Content starts
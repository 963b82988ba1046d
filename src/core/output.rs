//! Output stream processing
//!
//! Turns raw output chunks from the remote shell into scrollback lines.
//! Escape sequences and carriage returns are removed, braille spinner
//! frames collapse into a single updating line, and consecutive lines that
//! re-print the previous one are suppressed.

/// Default scrollback capacity
pub const MAX_LINES: usize = 5000;

/// Braille spinner animation frames
pub const SPINNER_FRAMES: [&str; 10] = ["⠋", "⠙", "⠹", "⠸", "⠼", "⠴", "⠦", "⠧", "⠇", "⠏"];

/// Check whether a (trimmed) string is a single spinner frame
pub fn is_spinner_frame(text: &str) -> bool {
    SPINNER_FRAMES.contains(&text)
}

/// Remove ANSI escape sequences and carriage returns from a chunk.
///
/// Tabs are kept: the stripper drops every C0 control except `\n`, so
/// each tab-separated field is stripped on its own.
pub fn sanitize(raw: &str) -> String {
    raw.split('\t')
        .map(strip_ansi_escapes::strip_str)
        .collect::<Vec<_>>()
        .join("\t")
        .replace('\r', "")
}

/// What `append_output` did with a chunk
#[derive(Debug, Clone, Copy, PartialEq, Eq)]
pub enum Applied {
    /// A new line was pushed
    Appended,
    /// The last line was overwritten (spinner frame)
    Replaced,
    /// The chunk was blank or redundant
    Dropped,
}

/// Bounded scrollback fed by the remote output stream
#[derive(Debug, Clone)]
pub struct OutputProcessor {
    /// Lines, oldest first
    lines: Vec<String>,
    /// Maximum number of lines kept
    limit: usize,
    /// Bumped on every mutation
    revision: u64,
}

impl Default for OutputProcessor {
    fn default() -> Self {
        Self::new()
    }
}

impl OutputProcessor {
    pub fn new() -> Self {
        Self::with_limit(MAX_LINES)
    }

    /// Create a processor keeping at most `limit` lines (at least one)
    pub fn with_limit(limit: usize) -> Self {
        Self {
            lines: Vec::new(),
            limit: limit.max(1),
            revision: 0,
        }
    }

    /// Feed one raw chunk into the scrollback
    pub fn append_output(&mut self, raw: &str) -> Applied {
        let plain = sanitize(raw);
        let trimmed = plain.trim();
        if trimmed.is_empty() {
            return Applied::Dropped;
        }

        let last_line = self.lines.last().map(|l| l.trim()).unwrap_or("");

        let applied = if is_spinner_frame(trimmed) {
            if is_spinner_frame(last_line) {
                if let Some(last) = self.lines.last_mut() {
                    *last = plain;
                }
                Applied::Replaced
            } else {
                self.lines.push(plain);
                Applied::Appended
            }
        } else if last_line.is_empty() || !is_redundant(trimmed, last_line) {
            // Every string ends with "", so an empty previous line never
            // counts as a re-print.
            self.lines.push(plain);
            Applied::Appended
        } else {
            Applied::Dropped
        };

        if applied != Applied::Dropped {
            self.enforce_limit();
            self.revision += 1;
        }
        applied
    }

    /// Drop every line
    pub fn clear_output(&mut self) {
        self.lines.clear();
        self.revision += 1;
    }

    fn enforce_limit(&mut self) {
        if self.lines.len() > self.limit {
            let excess = self.lines.len() - self.limit;
            self.lines.drain(..excess);
        }
    }

    pub fn lines(&self) -> &[String] {
        &self.lines
    }

    #[allow(dead_code)]
    pub fn len(&self) -> usize {
        self.lines.len()
    }

    #[allow(dead_code)]
    pub fn is_empty(&self) -> bool {
        self.lines.is_empty()
    }

    #[allow(dead_code)]
    pub fn last_line(&self) -> Option<&str> {
        self.lines.last().map(String::as_str)
    }

    #[allow(dead_code)]
    pub fn limit(&self) -> usize {
        self.limit
    }

    /// Mutation counter, used by the renderer to skip redundant redraws
    pub fn revision(&self) -> u64 {
        self.revision
    }
}

/// A line repeats the previous one if it is equal to it, or either is a
/// suffix of the other.
fn is_redundant(trimmed: &str, last_line: &str) -> bool {
    trimmed == last_line || last_line.ends_with(trimmed) || trimmed.ends_with(last_line)
}

#[cfg(test)]
mod tests {
    use super::*;
    use proptest::prelude::*;

    #[test]
    fn test_strips_ansi_and_carriage_returns() {
        let mut out = OutputProcessor::new();
        out.append_output("\x1b[32mHello\x1b[0m\r\n");
        assert_eq!(out.last_line(), Some("Hello\n"));
    }

    #[test]
    fn test_tabs_survive_sanitizing() {
        let mut out = OutputProcessor::new();
        out.append_output("col1\tcol2\n");
        assert_eq!(out.last_line(), Some("col1\tcol2\n"));

        out.append_output("\x1b[1mname\x1b[0m\t\x1b[34msize\x1b[0m\r\n");
        assert_eq!(out.last_line(), Some("name\tsize\n"));
    }

    #[test]
    fn test_blank_chunks_are_ignored() {
        let mut out = OutputProcessor::new();
        for chunk in ["", "   ", "\r\n", "\x1b[0m", "\x1b[2K\r  \t"] {
            assert_eq!(out.append_output(chunk), Applied::Dropped);
        }
        assert!(out.is_empty());
        assert_eq!(out.revision(), 0);
    }

    #[test]
    fn test_spinner_frames_collapse() {
        let mut out = OutputProcessor::new();
        out.append_output("installing deps");
        out.append_output("⠙");
        let after_first = out.len();

        assert_eq!(out.append_output("⠹"), Applied::Replaced);
        assert_eq!(out.len(), after_first);
        assert_eq!(out.last_line(), Some("⠹"));
    }

    #[test]
    fn test_spinner_after_text_appends() {
        let mut out = OutputProcessor::new();
        out.append_output("step 1");
        assert_eq!(out.append_output(" ⠋ "), Applied::Appended);
        assert_eq!(out.lines(), &["step 1".to_string(), " ⠋ ".to_string()]);
    }

    #[test]
    fn test_duplicate_line_suppressed() {
        let mut out = OutputProcessor::new();
        out.append_output("Building... 50%");
        let before = out.lines().to_vec();
        assert_eq!(out.append_output("Building... 50%"), Applied::Dropped);
        assert_eq!(out.lines(), before.as_slice());
    }

    #[test]
    fn test_suffix_growth_suppressed() {
        let mut out = OutputProcessor::new();
        out.append_output("5/10");
        assert_eq!(out.append_output("05/10"), Applied::Dropped);
        assert_eq!(out.len(), 1);
    }

    #[test]
    fn test_suffix_shrink_suppressed() {
        // Known false positive of the heuristic
        let mut out = OutputProcessor::new();
        out.append_output("error: foo");
        assert_eq!(out.append_output("foo"), Applied::Dropped);
    }

    #[test]
    fn test_distinct_lines_both_appended() {
        let mut out = OutputProcessor::new();
        out.append_output("Loading");
        assert_eq!(out.append_output("Loading more"), Applied::Appended);
        assert_eq!(out.len(), 2);
    }

    #[test]
    fn test_first_chunk_into_empty_buffer() {
        let mut out = OutputProcessor::new();
        assert_eq!(out.append_output("hi"), Applied::Appended);
    }

    #[test]
    fn test_limit_drops_oldest() {
        let mut out = OutputProcessor::with_limit(3);
        for i in 0..5 {
            out.append_output(&format!("line {}a", i));
        }
        assert_eq!(out.len(), 3);
        assert_eq!(out.lines()[0], "line 2a");
        assert_eq!(out.last_line(), Some("line 4a"));
    }

    #[test]
    fn test_clear_output() {
        let mut out = OutputProcessor::new();
        out.append_output("a1");
        out.append_output("b2");
        out.clear_output();
        assert!(out.is_empty());
    }

    proptest! {
        #[test]
        fn prop_buffer_never_exceeds_limit(chunks in proptest::collection::vec("[a-z0-9 ⠋⠙\r]{0,6}", 0..200)) {
            let mut out = OutputProcessor::with_limit(16);
            for chunk in &chunks {
                out.append_output(chunk);
                prop_assert!(out.len() <= 16);
            }
        }

        #[test]
        fn prop_no_adjacent_redundant_lines(chunks in proptest::collection::vec("[ab]{1,4}", 0..100)) {
            let mut out = OutputProcessor::new();
            for chunk in &chunks {
                out.append_output(chunk);
            }
            for pair in out.lines().windows(2) {
                let (prev, next) = (pair[0].trim(), pair[1].trim());
                prop_assert!(!is_redundant(next, prev));
            }
        }
    }
}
Content ends
◆ **Assigned task**
Return a copy of each line in the records above that has "sanitize" in it.

◆ **Result**
pub fn sanitize(raw: &str) -> String {
        let plain = sanitize(raw);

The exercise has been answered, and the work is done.